◆ What to work on ◆
Once the line containing "when it succeeds" is found in the records below, return it and each following line exactly, up to and including the line containing "impl fmt::Display for QueryKey", and nothing else.

--------

//! Active chart overlays: which indicators to draw, and their computed series.
//!
//! An `IndicatorSpec` is what a chart's settings persist; an `OverlaySet` is
//! what gets drawn. Overlays are computed once per candle set, keyed by the
//! spec's display key.

use std::collections::{BTreeMap, HashMap};
use std::fmt;
use std::str::FromStr;

use rayon::prelude::*;
use serde::{Deserialize, Serialize};

use super::{
    Bollinger, BollingerPoint, Ema, Indicator, IndicatorError, LinePoint, Macd, MacdPoint, Rsi,
    Sma,
};
use crate::domain::Candle;

/// One active indicator with its parameters.
#[derive(Debug, Clone, PartialEq, Serialize, Deserialize)]
#[serde(tag = "type", rename_all = "snake_case")]
pub enum IndicatorSpec {
    Sma { period: usize },
    Ema { period: usize },
    Rsi { period: usize },
    Macd { fast: usize, slow: usize, signal: usize },
    Bollinger { period: usize, k: f64 },
}

impl IndicatorSpec {
    pub fn rsi_default() -> Self {
        Self::Rsi { period: 14 }
    }

    pub fn macd_default() -> Self {
        Self::Macd {
            fast: 12,
            slow: 26,
            signal: 9,
        }
    }

    pub fn bollinger_default() -> Self {
        Self::Bollinger { period: 20, k: 2.0 }
    }

    /// Stable display key, identical to the indicator's `name()`.
    pub fn key(&self) -> String {
        match self {
            Self::Sma { period } => format!("sma_{period}"),
            Self::Ema { period } => format!("ema_{period}"),
            Self::Rsi { period } => format!("rsi_{period}"),
            Self::Macd { fast, slow, signal } => format!("macd_{fast}_{slow}_{signal}"),
            Self::Bollinger { period, k } => format!("bollinger_{period}_{k}"),
        }
    }

    /// Whether the overlay shares the price axis (vs. a separate pane).
    pub fn is_price_overlay(&self) -> bool {
        matches!(self, Self::Sma { .. } | Self::Ema { .. } | Self::Bollinger { .. })
    }

    pub fn validate(&self) -> Result<(), IndicatorError> {
        self.compute(&[]).map(|_| ())
    }

    pub fn compute(&self, candles: &[Candle]) -> Result<IndicatorSeries, IndicatorError> {
        Ok(match *self {
            Self::Sma { period } => IndicatorSeries::Line(Sma::new(period)?.compute(candles)),
            Self::Ema { period } => IndicatorSeries::Line(Ema::new(period)?.compute(candles)),
            Self::Rsi { period } => IndicatorSeries::Line(Rsi::new(period)?.compute(candles)),
            Self::Macd { fast, slow, signal } => {
                IndicatorSeries::Macd(Macd::new(fast, slow, signal)?.compute(candles))
            }
            Self::Bollinger { period, k } => {
                IndicatorSeries::Bands(Bollinger::new(period, k)?.compute(candles))
            }
        })
    }
}

impl fmt::Display for IndicatorSpec {
    fn fmt(&self, f: &mut fmt::Formatter<'_>) -> fmt::Result {
        match self {
            Self::Sma { period } => write!(f, "sma:{period}"),
            Self::Ema { period } => write!(f, "ema:{period}"),
            Self::Rsi { period } => write!(f, "rsi:{period}"),
            Self::Macd { fast, slow, signal } => write!(f, "macd:{fast},{slow},{signal}"),
            Self::Bollinger { period, k } => write!(f, "bollinger:{period},{k}"),
        }
    }
}

/// Parses `name[:p1,p2,...]`, e.g. `rsi`, `rsi:21`, `macd:12,26,9`, `bb:20,2.5`.
/// Missing parameters take the conventional defaults.
impl FromStr for IndicatorSpec {
    type Err = IndicatorError;

    fn from_str(s: &str) -> Result<Self, Self::Err> {
        let parse_err = || IndicatorError::Parse(s.to_string());
        let (name, params) = match s.trim().split_once(':') {
            Some((name, params)) => (name, params),
            None => (s.trim(), ""),
        };
        let params: Vec<&str> = params
            .split(',')
            .map(str::trim)
            .filter(|p| !p.is_empty())
            .collect();
        let usize_at = |i: usize, default: usize| -> Result<usize, IndicatorError> {
            params
                .get(i)
                .map_or(Ok(default), |p| p.parse().map_err(|_| parse_err()))
        };

        let spec = match name.to_ascii_lowercase().as_str() {
            "sma" if params.len() <= 1 => Self::Sma {
                period: usize_at(0, 20)?,
            },
            "ema" if params.len() <= 1 => Self::Ema {
                period: usize_at(0, 20)?,
            },
            "rsi" if params.len() <= 1 => Self::Rsi {
                period: usize_at(0, 14)?,
            },
            "macd" if params.len() <= 3 => Self::Macd {
                fast: usize_at(0, 12)?,
                slow: usize_at(1, 26)?,
                signal: usize_at(2, 9)?,
            },
            "bollinger" | "bb" if params.len() <= 2 => Self::Bollinger {
                period: usize_at(0, 20)?,
                k: params
                    .get(1)
                    .map_or(Ok(2.0), |p| p.parse().map_err(|_| parse_err()))?,
            },
            _ => return Err(parse_err()),
        };
        spec.validate()?;
        Ok(spec)
    }
}

/// Computed points for one overlay.
#[derive(Debug, Clone, PartialEq, Serialize, Deserialize)]
#[serde(tag = "kind", content = "points", rename_all = "snake_case")]
pub enum IndicatorSeries {
    Line(Vec<LinePoint>),
    Macd(Vec<MacdPoint>),
    Bands(Vec<BollingerPoint>),
}

impl IndicatorSeries {
    pub fn len(&self) -> usize {
        match self {
            Self::Line(p) => p.len(),
            Self::Macd(p) => p.len(),
            Self::Bands(p) => p.len(),
        }
    }

    pub fn is_empty(&self) -> bool {
        self.len() == 0
    }
}

/// Container for computed overlays, keyed by display key.
#[derive(Debug, Clone, Default, PartialEq, Serialize, Deserialize)]
pub struct OverlaySet {
    series: BTreeMap<String, IndicatorSeries>,
}

impl OverlaySet {
    pub fn new() -> Self {
        Self::default()
    }

    pub fn insert(&mut self, key: impl Into<String>, series: IndicatorSeries) {
        self.series.insert(key.into(), series);
    }

    pub fn get(&self, key: &str) -> Option<&IndicatorSeries> {
        self.series.get(key)
    }

    pub fn iter(&self) -> impl Iterator<Item = (&String, &IndicatorSeries)> {
        self.series.iter()
    }

    pub fn len(&self) -> usize {
        self.series.len()
    }

    pub fn is_empty(&self) -> bool {
        self.series.is_empty()
    }
}

/// Compute every active overlay for one candle set.
///
/// Duplicate specs collapse onto the same key. Any invalid spec fails the
/// whole set so a bad setting is reported rather than silently skipped.
pub fn compute_overlays(
    candles: &[Candle],
    specs: &[IndicatorSpec],
) -> Result<OverlaySet, IndicatorError> {
    let mut set = OverlaySet::new();
    for spec in specs {
        let series = spec.compute(candles)?;
        tracing::debug!(key = %spec.key(), points = series.len(), "computed overlay");
        set.insert(spec.key(), series);
    }
    Ok(set)
}

/// Compute the same overlays for many symbols in parallel (watchlist view).
pub fn compute_overlays_batch(
    candles_by_symbol: &HashMap<String, Vec<Candle>>,
    specs: &[IndicatorSpec],
) -> BTreeMap<String, Result<OverlaySet, IndicatorError>> {
    candles_by_symbol
        .par_iter()
        .map(|(symbol, candles)| (symbol.clone(), compute_overlays(candles, specs)))
        .collect::<Vec<_>>()
        .into_iter()
        .collect()
}
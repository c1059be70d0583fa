//! Query cache with staleness and background revalidation.
//!
//! Entries are keyed by a content hash of `(resource, params)`. Lookup rules:
//! - fresh entry (younger than the stale time) → returned, no fetch
//! - stale entry → returned immediately; one background refetch per key is
//!   scheduled on the rayon pool and replaces the entry when it succeeds
//! - missing entry → fetched synchronously; errors are returned, never cached
//!
//! `invalidate(resource)` drops every key of a resource after a mutation.
//! Each resource carries a generation that `invalidate` bumps; a fetch that
//! started under an older generation is discarded instead of stored. The
//! check and the store happen under the same lock as the invalidation.

use std::any::Any;
use std::collections::{HashMap, HashSet};
use std::fmt;
use std::sync::{Arc, Mutex};
use std::time::{Duration, Instant};

use serde::Serialize;

use crate::api::ApiError;
use crate::store::lock;

/// Deterministic key for a `(resource, params)` pair (blake3 hex).
#[derive(Debug, Clone, PartialEq, Eq, Hash)]
pub struct QueryKey(String);

impl QueryKey {
    /// Fails only when `params` cannot be serialized (e.g. a map with
    /// non-string keys); such queries are never cached.
    pub fn new<P: Serialize + ?Sized>(
        resource: &str,
        params: &P,
    ) -> Result<Self, serde_json::Error> {
        let params = serde_json::to_vec(params)?;
        let mut hasher = blake3::Hasher::new();
        hasher.update(resource.as_bytes());
        hasher.update(&[0]);
        hasher.update(&params);
        Ok(Self(hasher.finalize().to_hex().to_string()))
    }

    pub fn as_str(&self) -> &str {
        &self.0
    }
}

impl fmt::Display for QueryKey {
    fn fmt(&self, f: &mut fmt::Formatter<'_>) -> fmt::Result {
        f.write_str(&self.0)
    }
}

fn cache_key<P: Serialize + ?Sized>(resource: &str, params: &P) -> Option<QueryKey> {
    match QueryKey::new(resource, params) {
        Ok(key) => Some(key),
        Err(e) => {
            tracing::warn!(resource, error = %e, "query params are not serializable, bypassing cache");
            None
        }
    }
}

type Value = Arc<dyn Any + Send + Sync>;

struct Entry {
    resource: String,
    value: Value,
    fetched_at: Instant,
}

/// Invalidation state a fetch was started under.
#[derive(Debug, Clone, Copy, PartialEq, Eq)]
struct Generation {
    clears: u64,
    resource: u64,
}

#[derive(Default)]
struct State {
    entries: HashMap<QueryKey, Entry>,
    /// Per-resource invalidation count.
    generations: HashMap<String, u64>,
    clears: u64,
}

impl State {
    fn generation(&self, resource: &str) -> Generation {
        Generation {
            clears: self.clears,
            resource: self.generations.get(resource).copied().unwrap_or(0),
        }
    }

    fn insert(&mut self, key: QueryKey, resource: &str, value: Value) {
        self.entries.insert(
            key,
            Entry {
                resource: resource.to_string(),
                value,
                fetched_at: Instant::now(),
            },
        );
    }
}

struct Inner {
    stale_time: Duration,
    state: Mutex<State>,
    in_flight: Mutex<HashSet<QueryKey>>,
}

impl Inner {
    /// Store `value` unless `resource` was invalidated since `seen`.
    fn store_if_current(
        &self,
        key: QueryKey,
        resource: &str,
        value: Value,
        seen: Generation,
    ) -> bool {
        let mut state = lock(&self.state);
        if state.generation(resource) != seen {
            return false;
        }
        state.insert(key, resource, value);
        true
    }
}

/// Outcome of a cache lookup, for logging and tests.
#[derive(Debug, Clone, Copy, PartialEq, Eq)]
pub enum Lookup {
    Fresh,
    Stale,
    Miss,
}

/// Shared query cache. Cloning is cheap and shares the same entries.
#[derive(Clone)]
pub struct QueryCache {
    inner: Arc<Inner>,
}

impl QueryCache {
    pub fn new(stale_time: Duration) -> Self {
        Self {
            inner: Arc::new(Inner {
                stale_time,
                state: Mutex::new(State::default()),
                in_flight: Mutex::new(HashSet::new()),
            }),
        }
    }

    pub fn stale_time(&self) -> Duration {
        self.inner.stale_time
    }

    /// State of the entry for `(resource, params)` right now.
    pub fn lookup<P: Serialize + ?Sized>(&self, resource: &str, params: &P) -> Lookup {
        let Some(key) = cache_key(resource, params) else {
            return Lookup::Miss;
        };
        match lock(&self.inner.state).entries.get(&key) {
            Some(e) if e.fetched_at.elapsed() < self.inner.stale_time => Lookup::Fresh,
            Some(_) => Lookup::Stale,
            None => Lookup::Miss,
        }
    }

    /// Cached value for `(resource, params)`, fetching per the staleness rules.
    ///
    /// `fetch` must be `'static` because a stale hit runs it on the rayon pool.
    pub fn get<T, P, F>(&self, resource: &str, params: &P, fetch: F) -> Result<T, ApiError>
    where
        T: Clone + Send + Sync + 'static,
        P: Serialize + ?Sized,
        F: FnOnce() -> Result<T, ApiError> + Send + 'static,
    {
        let Some(key) = cache_key(resource, params) else {
            return fetch();
        };
        let (cached, seen) = {
            let state = lock(&self.inner.state);
            let cached = state.entries.get(&key).and_then(|e| {
                let value = e.value.clone().downcast::<T>().ok()?;
                Some((value, e.fetched_at.elapsed() < self.inner.stale_time))
            });
            (cached, state.generation(resource))
        };

        match cached {
            Some((value, true)) => {
                tracing::debug!(resource, key = %key, "query cache hit");
                Ok(T::clone(&value))
            }
            Some((value, false)) => {
                tracing::debug!(resource, key = %key, "query cache stale, revalidating");
                self.spawn_refetch(key, resource, seen, fetch);
                Ok(T::clone(&value))
            }
            None => {
                tracing::debug!(resource, key = %key, "query cache miss");
                let value = fetch()?;
                if !self
                    .inner
                    .store_if_current(key, resource, Arc::new(value.clone()), seen)
                {
                    tracing::debug!(resource, "not caching fetch that raced an invalidation");
                }
                Ok(value)
            }
        }
    }

    /// Schedule one background refetch for `key` unless one is already running.
    fn spawn_refetch<T, F>(&self, key: QueryKey, resource: &str, seen: Generation, fetch: F)
    where
        T: Send + Sync + 'static,
        F: FnOnce() -> Result<T, ApiError> + Send + 'static,
    {
        if !lock(&self.inner.in_flight).insert(key.clone()) {
            return;
        }
        let inner = Arc::clone(&self.inner);
        let resource = resource.to_string();
        rayon::spawn(move || {
            match fetch() {
                Ok(value) => {
                    if !inner.store_if_current(key.clone(), &resource, Arc::new(value), seen) {
                        tracing::debug!(resource = %resource, "discarding refetch after invalidation");
                    }
                }
                Err(e) => tracing::warn!(resource = %resource, error = %e, "background refetch failed"),
            }
            lock(&inner.in_flight).remove(&key);
        });
    }

    /// Insert a value directly (e.g. the response of a mutation).
    pub fn set<T, P>(&self, resource: &str, params: &P, value: T)
    where
        T: Send + Sync + 'static,
        P: Serialize + ?Sized,
    {
        if let Some(key) = cache_key(resource, params) {
            lock(&self.inner.state).insert(key, resource, Arc::new(value));
        }
    }

    /// Drop every entry of `resource` and outdate its in-flight fetches.
    pub fn invalidate(&self, resource: &str) {
        let mut state = lock(&self.inner.state);
        *state.generations.entry(resource.to_string()).or_insert(0) += 1;
        let before = state.entries.len();
        state.entries.retain(|_, e| e.resource != resource);
        tracing::debug!(resource, dropped = before - state.entries.len(), "invalidated queries");
    }

    pub fn clear(&self) {
        let mut state = lock(&self.inner.state);
        state.clears += 1;
        state.entries.clear();
    }

    pub fn len(&self) -> usize {
        lock(&self.inner.state).entries.len()
    }

    pub fn is_empty(&self) -> bool {
        self.len() == 0
    }

    /// Number of background refetches still running.
    pub fn in_flight(&self) -> usize {
        lock(&self.inner.in_flight).len()
    }
}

--------

◆ Answer area ◆
//!   scheduled on the rayon pool and replaces the entry when it succeeds
//! - missing entry → fetched synchronously; errors are returned, never cached
//!
//! `invalidate(resource)` drops every key of a resource after a mutation.
//! Each resource carries a generation that `invalidate` bumps; a fetch that
//! started under an older generation is discarded instead of stored. The
//! check and the store happen under the same lock as the invalidation.

use std::any::Any;
use std::collections::{HashMap, HashSet};
use std::fmt;
use std::sync::{Arc, Mutex};
use std::time::{Duration, Instant};

use serde::Serialize;

use crate::api::ApiError;
use crate::store::lock;

/// Deterministic key for a `(resource, params)` pair (blake3 hex).
#[derive(Debug, Clone, PartialEq, Eq, Hash)]
pub struct QueryKey(String);

impl QueryKey {
    /// Fails only when `params` cannot be serialized (e.g. a map with
    /// non-string keys); such queries are never cached.
    pub fn new<P: Serialize + ?Sized>(
        resource: &str,
        params: &P,
    ) -> Result<Self, serde_json::Error> {
        let params = serde_json::to_vec(params)?;
        let mut hasher = blake3::Hasher::new();
        hasher.update(resource.as_bytes());
        hasher.update(&[0]);
        hasher.update(&params);
        Ok(Self(hasher.finalize().to_hex().to_string()))
    }

    pub fn as_str(&self) -> &str {
        &self.0
    }
}

impl fmt::Display for QueryKey {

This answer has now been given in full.